Local app is crashing- when sweep is passed in- ValueError: "TensorboardConfig" object has no field "desired_state"
edenlightning opened this issue · 0 comments
edenlightning commented
Steps to reproduce
**#train.py**
import os
import torch
import torch.nn.functional as F
from torchvision.datasets import CIFAR10
from torchvision import transforms
from torch.utils.data import DataLoader
import pytorch_lightning as pl
from torch.utils.data import random_split
from pytorch_lightning.metrics.functional import accuracy
class LitModel(pl.LightningModule):
def __init__(self, lr:float = 0.0001, batch_size:int = 32):
super().__init__()
self.save_hyperparameters()
self.layer_1 = torch.nn.Linear(3 * 32 * 32, 128)

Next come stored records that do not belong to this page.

//! Prometheus metrics for the worker fleet.
//!
//! Metrics live in `OnceLock` statics so recording sites never carry a
//! registry around; before [`init_metrics`] runs, recording is a no-op.

use prometheus::{CounterVec, Encoder, Gauge, GaugeVec, HistogramVec, Opts, Registry, TextEncoder};
use std::sync::OnceLock;
use std::time::Duration;

use crate::broker::{QueueName, QueueStats};

/// Global registry for all tuneforge metrics.
pub static REGISTRY: OnceLock<Registry> = OnceLock::new();

/// Finished jobs, labeled by queue and outcome.
pub static JOBS_TOTAL: OnceLock<CounterVec> = OnceLock::new();

/// Job wall time in seconds, labeled by queue. Buckets reach into the
/// hours because training jobs are not time-bounded.
pub static JOB_DURATION: OnceLock<HistogramVec> = OnceLock::new();

/// Queue depths, labeled by queue and `pending`/`processing`.
pub static QUEUE_DEPTH: OnceLock<GaugeVec> = OnceLock::new();

/// Workers currently running.
pub static ACTIVE_WORKERS: OnceLock<Gauge> = OnceLock::new();

/// Initializes and registers all metrics. Call once at startup; repeated
/// calls leave the first registration in place.
pub fn init_metrics() -> Result<(), prometheus::Error> {
    let registry = Registry::new();

    let jobs_total = CounterVec::new(
        Opts::new("tuneforge_jobs_total", "Finished jobs by queue and outcome"),
        &["queue", "outcome"],
    )?;

    let job_duration = HistogramVec::new(
        prometheus::HistogramOpts::new(
            "tuneforge_job_duration_seconds",
            "Job wall time in seconds",
        )
        .buckets(vec![
            1.0, 10.0, 60.0, 300.0, 1800.0, 3600.0, 7200.0, 14400.0, 28800.0,
        ]),
        &["queue"],
    )?;

    let queue_depth = GaugeVec::new(
        Opts::new("tuneforge_queue_depth", "Jobs per queue and state"),
        &["queue", "state"],
    )?;

    let active_workers = Gauge::new("tuneforge_active_workers", "Workers currently running")?;

    registry.register(Box::new(jobs_total.clone()))?;
    registry.register(Box::new(job_duration.clone()))?;
    registry.register(Box::new(queue_depth.clone()))?;
    registry.register(Box::new(active_workers.clone()))?;

    // set() failing means another call got here first; keep that one.
    let _ = REGISTRY.set(registry);
    let _ = JOBS_TOTAL.set(jobs_total);
    let _ = JOB_DURATION.set(job_duration);
    let _ = QUEUE_DEPTH.set(queue_depth);
    let _ = ACTIVE_WORKERS.set(active_workers);

    tracing::info!("Prometheus metrics initialized");
    Ok(())
}

/// Records one finished job.
pub fn record_job(queue: QueueName, outcome: &str, duration: Duration) {
    if let Some(jobs) = JOBS_TOTAL.get() {
        jobs.with_label_values(&[queue.as_str(), outcome]).inc();
    }
    if let Some(durations) = JOB_DURATION.get() {
        durations
            .with_label_values(&[queue.as_str()])
            .observe(duration.as_secs_f64());
    }
}

/// Publishes one queue's depths.
pub fn record_queue_depth(stats: &QueueStats) {
    if let Some(depth) = QUEUE_DEPTH.get() {
        depth
            .with_label_values(&[stats.queue.as_str(), "pending"])
            .set(stats.pending as f64);
        depth
            .with_label_values(&[stats.queue.as_str(), "processing"])
            .set(stats.processing as f64);
    }
}

/// Counts a worker in.
pub fn worker_started() {
    if let Some(workers) = ACTIVE_WORKERS.get() {
        workers.inc();
    }
}

/// Counts a worker out.
pub fn worker_stopped() {
    if let Some(workers) = ACTIVE_WORKERS.get() {
        workers.dec();
    }
}

/// Exports all registered metrics in the Prometheus text format.
pub fn gather_metrics() -> String {
    let Some(registry) = REGISTRY.get() else {
        return "# Metrics not initialized. Call init_metrics() first.\n".to_string();
    };

    let encoder = TextEncoder::new();
    let families = registry.gather();

    let mut buffer = Vec::new();
    if let Err(error) = encoder.encode(&families, &mut buffer) {
        return format!("# Error encoding metrics: {error}\n");
    }

    String::from_utf8(buffer).unwrap_or_else(|error| format!("# Error encoding metrics: {error}\n"))
}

self.layer_2 = torch.nn.Linear(128, 10)
def forward(self, x):
x = x.view(x.size(0), -1)
x = self.layer_1(x)
x = F.relu(x)
x = self.layer_2(x)
x = F.log_softmax(x)
return x
def configure_optimizers(self):
optimizer = torch.optim.Adam(self.parameters(), lr=self.hparams.lr)
return optimizer
def training_step(self, batch, batch_idx):
x, y = batch
y_hat = self(x)
loss = F.nll_loss(y_hat, y)
self.log('train_loss', loss)
self.log('train_acc', accuracy(y_hat.exp(), y), prog_bar=True)
return loss
if __name__ == '__main__':
from argparse import ArgumentParser
parser = ArgumentParser()
parser.add_argument('--gpus', type=int, default=None)

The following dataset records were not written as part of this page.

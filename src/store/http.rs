//! HTTP implementation of the record store interface.

use async_trait::async_trait;
use reqwest::{Client, Method, StatusCode};
use serde::de::DeserializeOwned;
use serde::{Deserialize, Serialize};
use serde_json::Value;
use std::time::Duration;

use super::{RecordStore, StoreError};
use crate::hardware::HardwareInfo;
use crate::task::{
    DatasetId, DeploymentRecord, GeneratedPair, GenerationMetadata, ModelId, NewDeployment,
    RunningTaskMarker, TaskId, TaskPatch, TaskRecord,
};

/// Default per-request timeout for record store calls.
const REQUEST_TIMEOUT: Duration = Duration::from_secs(60);

/// Response envelope used by every record store endpoint.
#[derive(Debug, Deserialize)]
#[serde(bound(deserialize = "T: Deserialize<'de>"))]
struct ApiEnvelope<T> {
    status: bool,
    #[serde(default)]
    data: Option<T>,
    #[serde(default)]
    message: Option<String>,
}

/// Record store client over the platform's HTTP API.
///
/// Endpoints follow the platform layout: `/v1/tasks/{id}` (GET/PATCH),
/// `/v1/tasks/{id}/restart`, `/v1/tasks/running_task`,
/// `/v1/datasets/{id}/{metadata,data}`, `/v1/deployments`,
/// `/v1/models/{id}` and `/v1/hardware/info`. The server applies the
/// results-merge policy on PATCH.
#[derive(Debug, Clone)]
pub struct HttpRecordStore {
    base_url: String,
    http_client: Client,
}

impl HttpRecordStore {
    /// Creates a client for the given base URL, e.g. `http://backend:5999`.
    pub fn new(base_url: impl Into<String>) -> Result<Self, StoreError> {
        let http_client = Client::builder()
            .timeout(REQUEST_TIMEOUT)
            .build()
            .map_err(|e| StoreError::Request(e.to_string()))?;
        Ok(Self {
            base_url: base_url.into().trim_end_matches('/').to_string(),
            http_client,
        })
    }

    /// Returns the configured base URL.
    pub fn base_url(&self) -> &str {
        &self.base_url
    }

    fn url(&self, path: &str) -> String {
        format!("{}{path}", self.base_url)
    }

    /// Sends a request with an optional JSON body and unwraps the response
    /// envelope. A `status: false` envelope becomes an API error carrying
    /// the server's message.
    async fn call<T, B>(
        &self,
        method: Method,
        path: &str,
        body: Option<&B>,
    ) -> Result<Option<T>, StoreError>
    where
        T: DeserializeOwned,
        B: Serialize + ?Sized,
    {
        let mut request = self.http_client.request(method, self.url(path));
        if let Some(body) = body {
            request = request.json(body);
        }

        let response = request
            .send()
            .await
            .map_err(|e| StoreError::Request(e.to_string()))?;

        let code = response.status();
        if code == StatusCode::NOT_FOUND {
            return Err(StoreError::Api {
                code: code.as_u16(),
                message: "not found".to_string(),
            });
        }
        if !code.is_success() {
            let message = response.text().await.unwrap_or_default();
            return Err(StoreError::Api {
                code: code.as_u16(),
                message,
            });
        }

        let envelope: ApiEnvelope<T> = response
            .json()
            .await
            .map_err(|e| StoreError::Decode(e.to_string()))?;

        if !envelope.status {
            return Err(StoreError::Api {
                code: code.as_u16(),
                message: envelope
                    .message
                    .unwrap_or_else(|| "request rejected".to_string()),
            });
        }
        Ok(envelope.data)
    }
}

#[async_trait]
impl RecordStore for HttpRecordStore {
    async fn get_task(&self, id: TaskId) -> Result<TaskRecord, StoreError> {
        let data: Option<TaskRecord> = self
            .call(Method::GET, &format!("/v1/tasks/{id}"), None::<&Value>)
            .await
            .map_err(|e| match e {
                StoreError::Api { code: 404, .. } => StoreError::TaskNotFound(id),
                other => other,
            })?;
        data.ok_or(StoreError::TaskNotFound(id))
    }

    async fn update_task(&self, id: TaskId, patch: &TaskPatch) -> Result<(), StoreError> {
        self.call::<Value, _>(Method::PATCH, &format!("/v1/tasks/{id}"), Some(patch))
            .await?;
        Ok(())
    }

    async fn restart_task(&self, id: TaskId, job_handle: &str) -> Result<(), StoreError> {
        let body = serde_json::json!({ "job_handle": job_handle });
        self.call::<Value, _>(Method::POST, &format!("/v1/tasks/{id}/restart"), Some(&body))
            .await?;
        Ok(())
    }

    async fn running_task(&self) -> Result<RunningTaskMarker, StoreError> {
        let data: Option<RunningTaskMarker> = self
            .call(Method::GET, "/v1/tasks/running_task", None::<&Value>)
            .await?;
        Ok(data.unwrap_or_default())
    }

    async fn set_running_task(&self, marker: &RunningTaskMarker) -> Result<(), StoreError> {
        self.call::<Value, _>(Method::PATCH, "/v1/tasks/running_task", Some(marker))
            .await?;
        Ok(())
    }

    async fn set_generation_metadata(
        &self,
        dataset_id: DatasetId,
        metadata: Option<&GenerationMetadata>,
    ) -> Result<(), StoreError> {
        // The body is the metadata document or an explicit null to clear it.
        let body = match metadata {
            Some(meta) => serde_json::to_value(meta)
                .map_err(|e| StoreError::Decode(e.to_string()))?,
            None => Value::Null,
        };
        self.call::<Value, _>(
            Method::PATCH,
            &format!("/v1/datasets/{dataset_id}/metadata"),
            Some(&body),
        )
        .await?;
        Ok(())
    }

    async fn append_generated_pair(
        &self,
        dataset_id: DatasetId,
        pair: &GeneratedPair,
    ) -> Result<(), StoreError> {
        self.call::<Value, _>(
            Method::POST,
            &format!("/v1/datasets/{dataset_id}/data"),
            Some(pair),
        )
        .await?;
        Ok(())
    }

    async fn list_deployments(&self) -> Result<Vec<DeploymentRecord>, StoreError> {
        let data: Option<Vec<DeploymentRecord>> = self
            .call(Method::GET, "/v1/deployments", None::<&Value>)
            .await?;
        Ok(data.unwrap_or_default())
    }

    async fn create_deployment(
        &self,
        deployment: &NewDeployment,
    ) -> Result<DeploymentRecord, StoreError> {
        let data: Option<DeploymentRecord> = self
            .call(Method::POST, "/v1/deployments", Some(deployment))
            .await?;
        data.ok_or_else(|| StoreError::Decode("missing deployment in response".to_string()))
    }

    async fn delete_deployment_for_model(&self, model_id: TaskId) -> Result<bool, StoreError> {
        match self
            .call::<Value, Value>(
                Method::DELETE,
                &format!("/v1/deployments/model/{model_id}"),
                None,
            )
            .await
        {
            Ok(_) => Ok(true),
            // Absence is not an error for an idempotent delete.
            Err(StoreError::Api { code: 404, .. }) => Ok(false),
            Err(other) => Err(other),
        }
    }

    async fn update_model_record(
        &self,
        model_id: ModelId,
        patch: &Value,
    ) -> Result<(), StoreError> {
        self.call::<Value, _>(Method::PATCH, &format!("/v1/models/{model_id}"), Some(patch))
            .await?;
        Ok(())
    }

    async fn update_hardware_info(&self, info: &HardwareInfo) -> Result<(), StoreError> {
        self.call::<Value, _>(Method::PATCH, "/v1/hardware/info", Some(info))
            .await?;
        Ok(())
    }
}

#[cfg(test)]
mod tests {
    use super::*;

    #[test]
    fn test_base_url_trailing_slash_trimmed() {
        let store = HttpRecordStore::new("http://backend:5999/").unwrap();
        assert_eq!(store.base_url(), "http://backend:5999");
        assert_eq!(store.url("/v1/tasks/3"), "http://backend:5999/v1/tasks/3");
    }

    #[test]
    fn test_envelope_parses_with_and_without_data() {
        let with_data: ApiEnvelope<Value> =
            serde_json::from_str(r#"{"status": true, "data": {"id": 1}}"#).unwrap();
        assert!(with_data.status);
        assert!(with_data.data.is_some());

        let no_data: ApiEnvelope<Value> =
            serde_json::from_str(r#"{"status": false, "message": "rejected"}"#).unwrap();
        assert!(!no_data.status);
        assert_eq!(no_data.message.as_deref(), Some("rejected"));
    }
}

parser.add_argument('--lr', type=float, default=1e-3)
parser.add_argument('--batch_size', type=int, default=32)
parser.add_argument('--max_epochs', type=int, default=10)
parser.add_argument('--data_dir', type=str, default=os.getcwd())
args = parser.parse_args()
dataset = CIFAR10(args.data_dir, download=True, transform=transforms.ToTensor())
train_loader = DataLoader(dataset, batch_size=args.batch_size)
# init model
model = LitModel(lr=args.lr)
# most basic trainer, uses good defaults (auto-tensorboard, checkpoints, logs, and more)
trainer = pl.Trainer(gpus=args.gpus, max_epochs=args.max_epochs)
trainer.fit(model, train_loader)
**#requirements.txt**
torch==1.7.1
pytorch-lightning==1.1.2
torchvision==0.8.2
Command
lightning run sweep pl_cifar10.py --requirements=requirements.txt
Actual behaviour
App is failing.
I tried to restrt the app but it’s failing with the same error every time.
Error
INFO: Received SIGTERM signal. Gracefully terminating sweep_controller.r.edenafek-4cfc91d6.w_0.ws.0...
INFO: Your Lightning App is being stopped. This won't take long.
INFO: Your Lightning App has been stopped successfully!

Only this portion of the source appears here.